• [What to do] Whenever a line of the entries below holds the string "json", copy that line and return it.

--- START ---

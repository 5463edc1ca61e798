//! Run configuration types
//!
//! Every duration is stored in milliseconds so that config files stay flat;
//! accessor methods hand out [`Duration`]s.

use serde::{Deserialize, Serialize};
use std::path::Path;
use std::time::Duration;

use crate::stats::EntrySettings;

/// Run configuration
///
/// Controls heartbeat timing between master and workers, spawn retry
/// behavior, stats windows and the automated stop conditions.
#[derive(Debug, Clone, PartialEq, Serialize, Deserialize)]
#[serde(default)]
pub struct RunConfig {
    /// Master/worker liveness settings
    pub heartbeat: HeartbeatConfig,

    /// User spawn retry settings
    pub spawn: SpawnConfig,

    /// Stats aggregation settings
    pub stats: StatsConfig,

    /// Quit the run once the fail ratio exceeds this value (0.0 - 1.0)
    #[serde(skip_serializing_if = "Option::is_none")]
    pub fail_ratio_threshold: Option<f64>,

    /// Stop the run after this many milliseconds
    #[serde(skip_serializing_if = "Option::is_none")]
    pub run_time_ms: Option<u64>,

    /// Cap on user iterations per second across the whole process
    #[serde(skip_serializing_if = "Option::is_none")]
    pub max_iteration_rate: Option<f64>,
}

/// Heartbeat settings
#[derive(Debug, Clone, PartialEq, Serialize, Deserialize)]
#[serde(default)]
pub struct HeartbeatConfig {
    /// Interval between heartbeats in both directions
    pub interval_ms: u64,
    /// Silence after which a peer is considered missing
    pub timeout_ms: u64,
    /// Consecutive missed windows after which a worker is presumed dead
    pub max_missed: u32,
}

impl Default for HeartbeatConfig {
    fn default() -> Self {
        Self {
            interval_ms: 1_000,
            timeout_ms: 60_000,
            max_missed: 3,
        }
    }
}

impl HeartbeatConfig {
    /// Heartbeat interval
    pub fn interval(&self) -> Duration {
        Duration::from_millis(self.interval_ms)
    }

    /// Heartbeat timeout
    pub fn timeout(&self) -> Duration {
        Duration::from_millis(self.timeout_ms)
    }
}

/// Spawn retry settings
#[derive(Debug, Clone, PartialEq, Serialize, Deserialize)]
#[serde(default)]
pub struct SpawnConfig {
    /// Retries after the first failed attempt to create a user
    pub retry_attempts: u32,
    /// First backoff delay
    pub backoff_initial_ms: u64,
    /// Upper bound for the exponential backoff
    pub backoff_max_ms: u64,
}

impl Default for SpawnConfig {
    fn default() -> Self {
        Self {
            retry_attempts: 3,
            backoff_initial_ms: 100,
            backoff_max_ms: 5_000,
        }
    }
}

impl SpawnConfig {
    /// Backoff before retry number `attempt` (0-based), without jitter
    pub fn backoff(&self, attempt: u32) -> Duration {
        let factor = 1u64.checked_shl(attempt.min(32)).unwrap_or(u64::MAX);
        let ms = self
            .backoff_initial_ms
            .saturating_mul(factor)
            .min(self.backoff_max_ms);
        Duration::from_millis(ms)
    }
}

/// Stats aggregation settings
#[derive(Debug, Clone, PartialEq, Serialize, Deserialize)]
#[serde(default)]
pub struct StatsConfig {
    /// Number of recent response times kept per entry for percentiles
    pub window_size: usize,
    /// Seconds of per-second counters used for "current" rates
    pub current_window_secs: u64,
    /// How often automated stop conditions are evaluated
    pub check_interval_ms: u64,
    /// How often periodic snapshots are emitted
    pub report_interval_ms: u64,
}

impl Default for StatsConfig {
    fn default() -> Self {
        Self {
            window_size: 1_000,
            current_window_secs: 10,
            check_interval_ms: 1_000,
            report_interval_ms: 2_000,
        }
    }
}

impl StatsConfig {
    /// Stop-condition check interval
    pub fn check_interval(&self) -> Duration {
        Duration::from_millis(self.check_interval_ms)
    }

    /// Snapshot interval
    pub fn report_interval(&self) -> Duration {
        Duration::from_millis(self.report_interval_ms)
    }

    /// Sizing for every stats entry
    pub fn entry_settings(&self) -> EntrySettings {
        EntrySettings {
            window_size: self.window_size,
            current_window_secs: self.current_window_secs as i64,
        }
    }
}

impl Default for RunConfig {
    fn default() -> Self {
        Self {
            heartbeat: HeartbeatConfig::default(),
            spawn: SpawnConfig::default(),
            stats: StatsConfig::default(),
            fail_ratio_threshold: None,
            run_time_ms: None,
            max_iteration_rate: None,
        }
    }
}

impl RunConfig {
    /// Create a config with defaults
    pub fn new() -> Self {
        Self::default()
    }

    /// Set the fail ratio threshold
    pub fn with_fail_ratio_threshold(mut self, ratio: f64) -> Self {
        self.fail_ratio_threshold = Some(ratio);
        self
    }

    /// Set the run time limit
    pub fn with_run_time(mut self, run_time: Duration) -> Self {
        self.run_time_ms = Some(run_time.as_millis() as u64);
        self
    }

    /// Set the iteration rate cap
    pub fn with_max_iteration_rate(mut self, rate: f64) -> Self {
        self.max_iteration_rate = Some(rate);
        self
    }

    /// Set heartbeat interval and timeout
    pub fn with_heartbeat(mut self, interval: Duration, timeout: Duration) -> Self {
        self.heartbeat.interval_ms = interval.as_millis() as u64;
        self.heartbeat.timeout_ms = timeout.as_millis() as u64;
        self
    }

    /// Set the spawn retry policy
    pub fn with_spawn_retries(mut self, attempts: u32, initial_backoff: Duration) -> Self {
        self.spawn.retry_attempts = attempts;
        self.spawn.backoff_initial_ms = initial_backoff.as_millis() as u64;
        self
    }

    /// Set the stop-condition check interval
    pub fn with_check_interval(mut self, interval: Duration) -> Self {
        self.stats.check_interval_ms = interval.as_millis() as u64;
        self
    }

    /// Run time limit, if any
    pub fn run_time(&self) -> Option<Duration> {
        self.run_time_ms.map(Duration::from_millis)
    }

    /// Parse a TOML document
    pub fn from_toml_str(input: &str) -> Result<Self, ConfigError> {
        let config: Self = toml::from_str(input).map_err(|e| ConfigError::Parse(e.to_string()))?;
        config.validate()?;
        Ok(config)
    }

    /// Load and validate a TOML config file
    pub fn load(path: impl AsRef<Path>) -> Result<Self, ConfigError> {
        let path = path.as_ref();
        let input = std::fs::read_to_string(path)
            .map_err(|e| ConfigError::Read(format!("{}: {e}", path.display())))?;
        Self::from_toml_str(&input)
    }

    /// Validate the configuration
    pub fn validate(&self) -> Result<(), ConfigError> {
        if self.heartbeat.interval_ms == 0 {
            return Err(ConfigError::InvalidHeartbeat(
                "interval must be positive".into(),
            ));
        }
        if self.heartbeat.timeout_ms <= self.heartbeat.interval_ms {
            return Err(ConfigError::InvalidHeartbeat(
                "timeout must be longer than the interval".into(),
            ));
        }
        if self.heartbeat.max_missed == 0 {
            return Err(ConfigError::InvalidHeartbeat(
                "max_missed must be at least 1".into(),
            ));
        }

        if self.spawn.backoff_initial_ms > self.spawn.backoff_max_ms {
            return Err(ConfigError::InvalidSpawn(
                "initial backoff exceeds the maximum".into(),
            ));
        }

        if self.stats.window_size == 0 {
            return Err(ConfigError::InvalidStats(
                "window_size must be at least 1".into(),
            ));
        }
        if self.stats.current_window_secs == 0 {
            return Err(ConfigError::InvalidStats(
                "current_window_secs must be at least 1".into(),
            ));
        }
        if self.stats.check_interval_ms == 0 || self.stats.report_interval_ms == 0 {
            return Err(ConfigError::InvalidStats("intervals must be positive".into()));
        }

        if let Some(ratio) = self.fail_ratio_threshold {
            if !(0.0..=1.0).contains(&ratio) {
                return Err(ConfigError::InvalidFailRatio(format!(
                    "{ratio} is outside 0.0 - 1.0"
                )));
            }
        }

        if let Some(rate) = self.max_iteration_rate {
            if !rate.is_finite() || rate <= 0.0 {
                return Err(ConfigError::InvalidRateLimit(
                    "iteration rate must be positive".into(),
                ));
            }
            if Duration::try_from_secs_f64(1.0 / rate).is_err() {
                return Err(ConfigError::InvalidRateLimit(format!(
                    "iteration rate {rate} is too small"
                )));
            }
        }

        Ok(())
    }
}

/// Slowest accepted spawn rate, one user every ~11.6 days
pub const MIN_SPAWN_RATE: f64 = 1e-6;

/// Validate `start` parameters
///
/// `target_count` is unsigned, so only the rate needs checking.
pub fn validate_spawn_params(target_count: usize, spawn_rate: f64) -> Result<(), ConfigError> {
    if !spawn_rate.is_finite() || spawn_rate <= 0.0 {
        return Err(ConfigError::InvalidSpawnRate(format!(
            "spawn rate must be positive, got {spawn_rate} (target {target_count})"
        )));
    }
    if spawn_rate < MIN_SPAWN_RATE {
        return Err(ConfigError::InvalidSpawnRate(format!(
            "spawn rate must be at least {MIN_SPAWN_RATE} users/s, got {spawn_rate}"
        )));
    }
    Ok(())
}

/// Configuration validation errors
#[derive(Debug, Clone, PartialEq, thiserror::Error)]
pub enum ConfigError {
    /// Invalid heartbeat settings
    #[error("Invalid heartbeat: {0}")]
    InvalidHeartbeat(String),

    /// Invalid spawn retry settings
    #[error("Invalid spawn settings: {0}")]
    InvalidSpawn(String),

    /// Invalid spawn rate passed to start
    #[error("Invalid spawn rate: {0}")]
    InvalidSpawnRate(String),

    /// Invalid stats settings
    #[error("Invalid stats settings: {0}")]
    InvalidStats(String),

    /// Invalid fail ratio threshold
    #[error("Invalid fail ratio threshold: {0}")]
    InvalidFailRatio(String),

    /// Invalid rate limit
    #[error("Invalid rate limit: {0}")]
    InvalidRateLimit(String),

    /// Config file could not be read
    #[error("Cannot read config: {0}")]
    Read(String),

    /// Config file could not be parsed
    #[error("Cannot parse config: {0}")]
    Parse(String),
}

#[cfg(test)]
mod tests {
    use super::*;

    #[test]
    fn test_default_config() {
        let config = RunConfig::default();
        assert_eq!(config.heartbeat.interval(), Duration::from_secs(1));
        assert_eq!(config.heartbeat.timeout(), Duration::from_secs(60));
        assert_eq!(config.heartbeat.max_missed, 3);
        assert_eq!(config.spawn.retry_attempts, 3);
        assert!(config.fail_ratio_threshold.is_none());
        assert!(config.validate().is_ok());
    }

    #[test]
    fn test_config_builder_pattern() {
        let config = RunConfig::new()
            .with_fail_ratio_threshold(0.2)
            .with_run_time(Duration::from_secs(60))
            .with_heartbeat(Duration::from_millis(200), Duration::from_secs(2));

        assert_eq!(config.fail_ratio_threshold, Some(0.2));
        assert_eq!(config.run_time(), Some(Duration::from_secs(60)));
        assert_eq!(config.heartbeat.interval_ms, 200);
        assert!(config.validate().is_ok());
    }

    #[test]
    fn test_validation_timeout_not_above_interval() {
        let config = RunConfig::new().with_heartbeat(Duration::from_secs(2), Duration::from_secs(1));
        assert!(matches!(
            config.validate(),
            Err(ConfigError::InvalidHeartbeat(_))
        ));
    }

    #[test]
    fn test_validation_fail_ratio_range() {
        let config = RunConfig::new().with_fail_ratio_threshold(1.5);
        assert!(matches!(
            config.validate(),
            Err(ConfigError::InvalidFailRatio(_))
        ));
    }

    #[test]
    fn test_validation_zero_window() {
        let mut config = RunConfig::new();
        config.stats.window_size = 0;
        assert!(config.validate().is_err());
    }

    #[test]
    fn test_validation_negative_iteration_rate() {
        let config = RunConfig::new().with_max_iteration_rate(-1.0);
        assert!(matches!(
            config.validate(),
            Err(ConfigError::InvalidRateLimit(_))
        ));

        let config = RunConfig::new().with_max_iteration_rate(1e-30);
        assert!(matches!(
            config.validate(),
            Err(ConfigError::InvalidRateLimit(_))
        ));
        assert!(RunConfig::new().with_max_iteration_rate(0.5).validate().is_ok());
    }

    #[test]
    fn test_spawn_params() {
        assert!(validate_spawn_params(100, 10.0).is_ok());
        assert!(validate_spawn_params(0, 1.0).is_ok());
        assert!(validate_spawn_params(10, 0.0).is_err());
        assert!(validate_spawn_params(10, -3.0).is_err());
        assert!(validate_spawn_params(10, f64::NAN).is_err());
        assert!(validate_spawn_params(10, f64::INFINITY).is_err());
        assert!(validate_spawn_params(1, 1e-30).is_err());
        assert!(validate_spawn_params(1, MIN_SPAWN_RATE).is_ok());
    }

    #[test]
    fn test_backoff_is_exponential_and_capped() {
        let spawn = SpawnConfig {
            retry_attempts: 5,
            backoff_initial_ms: 100,
            backoff_max_ms: 1_000,
        };
        assert_eq!(spawn.backoff(0), Duration::from_millis(100));
        assert_eq!(spawn.backoff(1), Duration::from_millis(200));
        assert_eq!(spawn.backoff(3), Duration::from_millis(800));
        assert_eq!(spawn.backoff(4), Duration::from_millis(1_000));
        assert_eq!(spawn.backoff(60), Duration::from_millis(1_000));
    }

    #[test]
    fn test_sub_second_run_time_kept() {
        let config = RunConfig::new().with_run_time(Duration::from_millis(1_500));
        assert_eq!(config.run_time(), Some(Duration::from_millis(1_500)));
        assert_eq!(config.run_time_ms, Some(1_500));

        let config = RunConfig::new().with_run_time(Duration::from_millis(250));
        assert_eq!(config.run_time(), Some(Duration::from_millis(250)));
    }

    #[test]
    fn test_from_toml_partial() {
        let config = RunConfig::from_toml_str(
            r#"
            fail_ratio_threshold = 0.1
            run_time_ms = 30000

            [heartbeat]
            interval_ms = 500
            timeout_ms = 5000
            "#,
        )
        .unwrap();

        assert_eq!(config.fail_ratio_threshold, Some(0.1));
        assert_eq!(config.run_time(), Some(Duration::from_secs(30)));
        assert_eq!(config.heartbeat.interval_ms, 500);
        assert_eq!(config.heartbeat.max_missed, 3);
        assert_eq!(config.stats, StatsConfig::default());
    }

    #[test]
    fn test_from_toml_rejects_invalid() {
        let err = RunConfig::from_toml_str("fail_ratio_threshold = 2.0").unwrap_err();
        assert!(matches!(err, ConfigError::InvalidFailRatio(_)));

        let err = RunConfig::from_toml_str("heartbeat = 3").unwrap_err();
        assert!(matches!(err, ConfigError::Parse(_)));
    }

    #[test]
    fn test_config_serialization() {
        let config = RunConfig::new().with_fail_ratio_threshold(0.5);
        let json = serde_json::to_string(&config).unwrap();
        let deserialized: RunConfig = serde_json::from_str(&json).unwrap();
        assert_eq!(deserialized, config);
    }
}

--- END ---

• [Answer to this task]
        let json = serde_json::to_string(&config).unwrap();
        let deserialized: RunConfig = serde_json::from_str(&json).unwrap();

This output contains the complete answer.